Zezé Cavalera flerta com o brega
A gréia que o Comitiva do Rock
faz lembra pelo menos duas outras
bandas que fizeram sua fama com
base no humor. Se por um lado a
interpretação de Zezé Cavalera lembra as histrionices de Dinho no Mamonas Assassinas, a pegada metal
se aproxima das hilárias tirações de
onda do Massacration. Zezé concorda e agradece a menção ao primeiro, mas acha que entre sua banda e
a comandada pela galera de Hermes & Renato não há tanta similaridade assim. “Realmente, há uma
semelhança com Mamonas. Para
mim, é um elogio, mas a intenção
não foi parecer com eles. A gente
não chega nem aos pés deles. Ninguém nunca nos comparou ao Massacration, que é uma banda de metal que escracha com o metal”, diz
o vocalista. Além das comparações,
o produtor do Comitiva do Rock,
Paulo Anhaia (também conhecido
como Paul X na banda de thrash
metal MonsteR), trabalha com Rick
Bonadio, o descobridor dos Mamonas Assassinas.

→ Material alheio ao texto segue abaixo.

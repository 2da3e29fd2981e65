use tracing_subscriber::filter::ParseError;
use tracing_subscriber::EnvFilter;

use crate::config::TelemetryConfig;

#[derive(Debug, thiserror::Error)]
pub enum TelemetryError {
    #[error("invalid log level/filter '{value}': unable to build EnvFilter")]
    EnvFilter {
        value: String,
        #[source]
        source: ParseError,
    },
    #[error("telemetry error: {0}")]
    Subscriber(#[source] Box<dyn std::error::Error + Send + Sync>),
}

/// `RUST_LOG` wins over the configured level.
pub fn env_filter(config: &TelemetryConfig) -> Result<EnvFilter, TelemetryError> {
    match EnvFilter::try_from_default_env() {
        Ok(filter) => Ok(filter),
        Err(_) => EnvFilter::try_new(&config.log_level).map_err(|source| {
            TelemetryError::EnvFilter {
                value: config.log_level.clone(),
                source,
            }
        }),
    }
}

/// Installs the global compact fmt subscriber.
pub fn init(config: &TelemetryConfig) -> Result<(), TelemetryError> {
    let filter = env_filter(config)?;

    tracing_subscriber::fmt()
        .with_env_filter(filter)
        .with_target(false)
        .compact()
        .with_ansi(false)
        .try_init()
        .map_err(TelemetryError::Subscriber)
}
//! Budget alert pipeline: threshold evaluation, content fingerprinting, the
//! dispatch ledger, signed access links, message composition, and the
//! rate-limited bulk dispatcher that fans messages out to a sender.

pub mod composer;
pub mod dispatcher;
pub mod domain;
pub mod fingerprint;
pub mod import;
pub mod ledger;
pub mod render;
pub mod router;
pub mod service;
pub mod threshold;
pub mod token;

#[cfg(test)]
mod tests;

pub use composer::{
    cycle_key, tier_presentation, AlertComposer, ComposeError, ComposedAlert, ComposerConfig,
    RenderContext, TierPresentation, DEFAULT_ROUTE_PATH,
};
pub use dispatcher::{
    AlertSender, BulkDispatcher, DispatchConfig, DispatchFailure, DispatchJob, DispatchReport,
    SendError, WindowRateLimiter, DEFAULT_CONCURRENCY,
};
pub use domain::{BudgetId, BudgetSnapshot, RecipientId};
pub use fingerprint::{
    fingerprint, CanonicalPayload, CanonicalValue, DispatchFingerprint, FingerprintError,
};
pub use import::{read_snapshots, read_snapshots_from_path, SnapshotImportError};
pub use ledger::{
    DispatchLedger, DispatchRecord, DispatchStore, LedgerError, MemoryDispatchStore, Reservation,
    ReservationKey, SqliteDispatchStore, StoreError,
};
pub use render::{MessageRenderer, RenderError, RenderedMessage, StandardRenderer};
pub use router::{alert_router, AccessGrant, ACCESS_DENIED_MESSAGE};
pub use service::{
    AlertComponents, AlertDispatchService, AlertPolicy, AlertRunReport, AlertRunSummary,
    AlertServiceError, FailureSummary, PlanningFailure,
};
pub use threshold::{evaluate, ThresholdStatus, ThresholdTier};
pub use token::{
    placeholder_warning_emitted, AccessTokenCodec, LinkSecret, MintedToken, TokenClaims,
    TokenError, TokenRejection, TokenVerification, DEFAULT_TOKEN_TTL_SECONDS,
    MIN_TOKEN_TTL_SECONDS,
};
use crate::infra::AppState;
use axum::http::{header, StatusCode};
use axum::response::IntoResponse;
use axum::Extension;
use axum::Json;
use budget_alerts::alerts::{
    alert_router, AlertDispatchService, AlertSender, DispatchStore, MessageRenderer,
};
use serde_json::json;
use std::sync::Arc;

pub(crate) fn with_alert_routes<S, R, T>(service: Arc<AlertDispatchService<S, R, T>>) -> axum::Router
where
    S: DispatchStore + 'static,
    R: MessageRenderer + 'static,
    T: AlertSender + ?Sized + 'static,
{
    alert_router(service)
        .route("/health", axum::routing::get(healthcheck))
        .route("/ready", axum::routing::get(readiness_endpoint))
        .route("/metrics", axum::routing::get(metrics_endpoint))
}

pub(crate) async fn healthcheck() -> Json<serde_json::Value> {
    Json(json!({ "status": "ok" }))
}

pub(crate) async fn readiness_endpoint(Extension(state): Extension<AppState>) -> impl IntoResponse {
    let ready = state.readiness.load(std::sync::atomic::Ordering::Relaxed);
    let status = if ready {
        StatusCode::OK
    } else {
        StatusCode::SERVICE_UNAVAILABLE
    };

    let payload = if ready {
        json!({ "status": "ready" })
    } else {
        json!({ "status": "initializing" })
    };

    (status, Json(payload))
}

pub(crate) async fn metrics_endpoint(Extension(state): Extension<AppState>) -> impl IntoResponse {
    (
        StatusCode::OK,
        [(header::CONTENT_TYPE, "text/plain; version=0.0.4")],
        state.metrics.render(),
    )
}
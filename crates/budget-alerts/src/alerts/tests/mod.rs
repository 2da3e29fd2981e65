mod common;
mod import;
mod service;
//! Durable record of alerts already dispatched.
//!
//! At-most-once delivery rests on the storage-level uniqueness of
//! `(event_id, recipient, content_hash)`: a reservation is an insert, and a
//! rejected insert means another worker already owns the alert. Reservations
//! are taken before sending; releasing one after a failed send is an explicit
//! caller decision.

use std::collections::HashMap;
use std::path::Path;
use std::sync::{Arc, Mutex};
use std::time::Duration;

use chrono::{DateTime, Utc};
use rusqlite::{params, Connection, ErrorCode, OpenFlags};
use serde::{Deserialize, Serialize};
use serde_json::Value;
use tracing::{debug, error};

use super::fingerprint::DispatchFingerprint;

const BUSY_TIMEOUT: Duration = Duration::from_secs(5);

/// Unique identity of a reservation.
#[derive(Debug, Clone, PartialEq, Eq, Hash, Serialize, Deserialize)]
pub struct ReservationKey {
    pub event_id: String,
    pub recipient: String,
    pub content_hash: DispatchFingerprint,
}

/// Persisted row describing one reserved (and subsequently sent) alert.
#[derive(Debug, Clone, PartialEq, Serialize, Deserialize)]
pub struct DispatchRecord {
    pub event_id: String,
    pub recipient: String,
    pub cycle_key: String,
    pub content_hash: DispatchFingerprint,
    pub context_snapshot: Value,
    pub sent_at: DateTime<Utc>,
}

impl DispatchRecord {
    pub fn key(&self) -> ReservationKey {
        ReservationKey {
            event_id: self.event_id.clone(),
            recipient: self.recipient.clone(),
            content_hash: self.content_hash.clone(),
        }
    }
}

/// Storage-level failures. Uniqueness conflicts get their own variant so callers
/// never inspect driver messages.
#[derive(Debug, thiserror::Error)]
pub enum StoreError {
    #[error("unique constraint violated")]
    UniqueViolation,
    #[error("record rejected by storage: {0}")]
    Invalid(String),
    #[error("storage unavailable: {0}")]
    Unavailable(String),
}

/// Backing table for the ledger. `insert` must enforce the uniqueness constraint itself.
pub trait DispatchStore: Send + Sync {
    fn insert(&self, record: &DispatchRecord) -> Result<(), StoreError>;
    /// Whether `recipient` already holds a record for `event_id` under `cycle_key`.
    fn exists_in_cycle(
        &self,
        event_id: &str,
        recipient: &str,
        cycle_key: &str,
    ) -> Result<bool, StoreError>;
    fn delete(&self, key: &ReservationKey) -> Result<bool, StoreError>;
    fn count(&self) -> Result<usize, StoreError>;
}

/// Outcome of [`DispatchLedger::try_reserve`].
#[derive(Debug, Clone, PartialEq, Eq)]
pub struct Reservation {
    pub reserved: bool,
    pub key: ReservationKey,
}

/// Ledger failures that are not duplicate suppressions.
#[derive(Debug, thiserror::Error)]
pub enum LedgerError {
    #[error("dispatch ledger unavailable: {0}")]
    Unavailable(String),
    #[error("dispatch ledger rejected record: {0}")]
    Invalid(String),
}

impl From<StoreError> for LedgerError {
    fn from(value: StoreError) -> Self {
        match value {
            StoreError::Invalid(reason) => Self::Invalid(reason),
            StoreError::Unavailable(reason) => Self::Unavailable(reason),
            StoreError::UniqueViolation => Self::Invalid("unexpected duplicate".to_string()),
        }
    }
}

/// Reserve-then-send gate over a [`DispatchStore`].
pub struct DispatchLedger<S> {
    store: Arc<S>,
}

impl<S> Clone for DispatchLedger<S> {
    fn clone(&self) -> Self {
        Self {
            store: self.store.clone(),
        }
    }
}

impl<S: DispatchStore> DispatchLedger<S> {
    pub fn new(store: Arc<S>) -> Self {
        Self { store }
    }

    pub fn store(&self) -> &Arc<S> {
        &self.store
    }

    /// Atomically claims `(event_id, recipient, content_hash)`.
    ///
    /// A duplicate is reported as `reserved = false`, never as an error.
    pub fn try_reserve(
        &self,
        event_id: &str,
        recipient: &str,
        content_hash: &DispatchFingerprint,
        cycle_key: &str,
        context_snapshot: Value,
        sent_at: DateTime<Utc>,
    ) -> Result<Reservation, LedgerError> {
        let record = DispatchRecord {
            event_id: event_id.to_string(),
            recipient: recipient.to_string(),
            cycle_key: cycle_key.to_string(),
            content_hash: content_hash.clone(),
            context_snapshot,
            sent_at,
        };
        let key = record.key();

        match self.store.insert(&record) {
            Ok(()) => Ok(Reservation {
                reserved: true,
                key,
            }),
            Err(StoreError::UniqueViolation) => {
                debug!(event_id, recipient, content_hash = %content_hash, "duplicate alert suppressed");
                Ok(Reservation {
                    reserved: false,
                    key,
                })
            }
            Err(err) => {
                error!(event_id, recipient, error = %err, "dispatch ledger reservation failed");
                Err(err.into())
            }
        }
    }

    /// Whether `recipient` was already alerted for `event_id` under `cycle_key`.
    ///
    /// Cooldown buckets are per recipient; one recipient's alert never
    /// suppresses another's.
    pub fn has_fired_in_cycle(
        &self,
        event_id: &str,
        recipient: &str,
        cycle_key: &str,
    ) -> Result<bool, LedgerError> {
        Ok(self.store.exists_in_cycle(event_id, recipient, cycle_key)?)
    }

    /// Compensating delete so a failed send can be retried later.
    pub fn release(&self, key: &ReservationKey) -> Result<bool, LedgerError> {
        Ok(self.store.delete(key)?)
    }
}

/// In-process store; the map insert under the lock is the uniqueness constraint.
#[derive(Debug, Default)]
pub struct MemoryDispatchStore {
    records: Mutex<HashMap<ReservationKey, DispatchRecord>>,
}

impl MemoryDispatchStore {
    pub fn records(&self) -> Result<Vec<DispatchRecord>, StoreError> {
        let guard = self.lock()?;
        Ok(guard.values().cloned().collect())
    }

    fn lock(
        &self,
    ) -> Result<std::sync::MutexGuard<'_, HashMap<ReservationKey, DispatchRecord>>, StoreError>
    {
        self.records
            .lock()
            .map_err(|_| StoreError::Unavailable("ledger mutex poisoned".to_string()))
    }
}

impl DispatchStore for MemoryDispatchStore {
    fn insert(&self, record: &DispatchRecord) -> Result<(), StoreError> {
        let mut guard = self.lock()?;
        let key = record.key();
        if guard.contains_key(&key) {
            return Err(StoreError::UniqueViolation);
        }
        guard.insert(key, record.clone());
        Ok(())
    }

    fn exists_in_cycle(
        &self,
        event_id: &str,
        recipient: &str,
        cycle_key: &str,
    ) -> Result<bool, StoreError> {
        let guard = self.lock()?;
        Ok(guard.values().any(|record| {
            record.event_id == event_id
                && record.recipient == recipient
                && record.cycle_key == cycle_key
        }))
    }

    fn delete(&self, key: &ReservationKey) -> Result<bool, StoreError> {
        let mut guard = self.lock()?;
        Ok(guard.remove(key).is_some())
    }

    fn count(&self) -> Result<usize, StoreError> {
        Ok(self.lock()?.len())
    }
}

/// SQLite-backed store; uniqueness is a table constraint, so separate
/// connections (or processes) sharing the file cannot double-reserve.
#[derive(Debug)]
pub struct SqliteDispatchStore {
    connection: Mutex<Connection>,
}

impl SqliteDispatchStore {
    pub fn open(path: impl AsRef<Path>) -> Result<Self, StoreError> {
        let flags = OpenFlags::SQLITE_OPEN_READ_WRITE
            | OpenFlags::SQLITE_OPEN_CREATE
            | OpenFlags::SQLITE_OPEN_FULL_MUTEX;
        let connection = Connection::open_with_flags(path, flags).map_err(unavailable)?;
        connection
            .execute_batch("PRAGMA journal_mode = WAL;")
            .map_err(unavailable)?;
        Self::initialize(connection)
    }

    pub fn open_in_memory() -> Result<Self, StoreError> {
        let connection = Connection::open_in_memory().map_err(unavailable)?;
        Self::initialize(connection)
    }

    fn initialize(connection: Connection) -> Result<Self, StoreError> {
        connection.busy_timeout(BUSY_TIMEOUT).map_err(unavailable)?;
        connection
            .execute_batch(
                "CREATE TABLE IF NOT EXISTS dispatch_records (
                    id INTEGER PRIMARY KEY AUTOINCREMENT,
                    event_id TEXT NOT NULL,
                    recipient TEXT NOT NULL,
                    cycle_key TEXT NOT NULL,
                    content_hash TEXT NOT NULL CHECK (length(content_hash) = 64),
                    context_snapshot TEXT NOT NULL,
                    sent_at TEXT NOT NULL,
                    UNIQUE (event_id, recipient, content_hash)
                );
                CREATE INDEX IF NOT EXISTS idx_dispatch_records_recipient_cycle
                    ON dispatch_records (event_id, recipient, cycle_key);",
            )
            .map_err(unavailable)?;

        Ok(Self {
            connection: Mutex::new(connection),
        })
    }

    fn lock(&self) -> Result<std::sync::MutexGuard<'_, Connection>, StoreError> {
        self.connection
            .lock()
            .map_err(|_| StoreError::Unavailable("sqlite connection mutex poisoned".to_string()))
    }
}

impl DispatchStore for SqliteDispatchStore {
    fn insert(&self, record: &DispatchRecord) -> Result<(), StoreError> {
        let snapshot = serde_json::to_string(&record.context_snapshot)
            .map_err(|err| StoreError::Invalid(err.to_string()))?;
        let connection = self.lock()?;
        let result = connection.execute(
            "INSERT INTO dispatch_records
                (event_id, recipient, cycle_key, content_hash, context_snapshot, sent_at)
             VALUES (?1, ?2, ?3, ?4, ?5, ?6)",
            params![
                record.event_id,
                record.recipient,
                record.cycle_key,
                record.content_hash.as_str(),
                snapshot,
                record.sent_at.to_rfc3339(),
            ],
        );

        match result {
            Ok(_) => Ok(()),
            Err(rusqlite::Error::SqliteFailure(err, message))
                if err.code == ErrorCode::ConstraintViolation =>
            {
                if err.extended_code == rusqlite::ffi::SQLITE_CONSTRAINT_UNIQUE {
                    Err(StoreError::UniqueViolation)
                } else {
                    Err(StoreError::Invalid(
                        message.unwrap_or_else(|| "constraint violation".to_string()),
                    ))
                }
            }
            Err(err) => Err(unavailable(err)),
        }
    }

    fn exists_in_cycle(
        &self,
        event_id: &str,
        recipient: &str,
        cycle_key: &str,
    ) -> Result<bool, StoreError> {
        let connection = self.lock()?;
        connection
            .query_row(
                "SELECT EXISTS (
                    SELECT 1 FROM dispatch_records
                    WHERE event_id = ?1 AND recipient = ?2 AND cycle_key = ?3
                )",
                params![event_id, recipient, cycle_key],
                |row| row.get::<_, bool>(0),
            )
            .map_err(unavailable)
    }

    fn delete(&self, key: &ReservationKey) -> Result<bool, StoreError> {
        let connection = self.lock()?;
        let removed = connection
            .execute(
                "DELETE FROM dispatch_records
                 WHERE event_id = ?1 AND recipient = ?2 AND content_hash = ?3",
                params![key.event_id, key.recipient, key.content_hash.as_str()],
            )
            .map_err(unavailable)?;
        Ok(removed > 0)
    }

    fn count(&self) -> Result<usize, StoreError> {
        let connection = self.lock()?;
        let count: i64 = connection
            .query_row("SELECT COUNT(*) FROM dispatch_records", [], |row| row.get(0))
            .map_err(unavailable)?;
        Ok(usize::try_from(count).unwrap_or_default())
    }
}

fn unavailable(err: rusqlite::Error) -> StoreError {
    StoreError::Unavailable(err.to_string())
}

Segundo Zezé, a repercussão nos
dois mercados tem sido a melhor
possível. A banda quer mostrar que
metal e sertanejo têm mais em comum do que os mullets e as calças
apertadas no final dos anos 80. “A
gente quer tocar em casas de ambos
os estilos. Hudson, por exemplo, já
gravou um disco de metal e disse
para a gente que ele e Edson querem participar do disco. Pedro, que
é filho de Leandro, já ouviu a nossa
versão de Entre tapas e beijos (O
Viagra é o segredo), gostou muito
e ficou de mostrar para o tio, Leonardo”, afirma. “Tem muito sertanejo que curte metal e vice-versa.
Muita gente tem é vergonha de assumir que gosta”, entrega Zezé.
Ao gosto pelas duas opções musicais, Zezé Cavalera quer acrescentar
outra: o brega. É que, com a participação de Falcão em um clipe da
banda, surgiu a idéia de uma turnê
com o cantor cearense. “Ele é um
ícone do brega e esse público nós
também queremos alcançar”, prossegue o vocalista. “A gente quer levar o Falcão para o circuito de rodeios e de rock. Ele virou um parceirão nosso.”
Zezé Cavalera enfatiza durante toda a entrevista por telefone que não
consegue diferenciar de qual estilo
musical gosta mais. E se, por acaso,
Zezé di Camargo & Luciano e o
Iron Maiden tocassem, na mesma
noite, na mesma cidade, mas em locais diferentes? A qual dos dois o vocalista iria: “Aos dois”, confessou.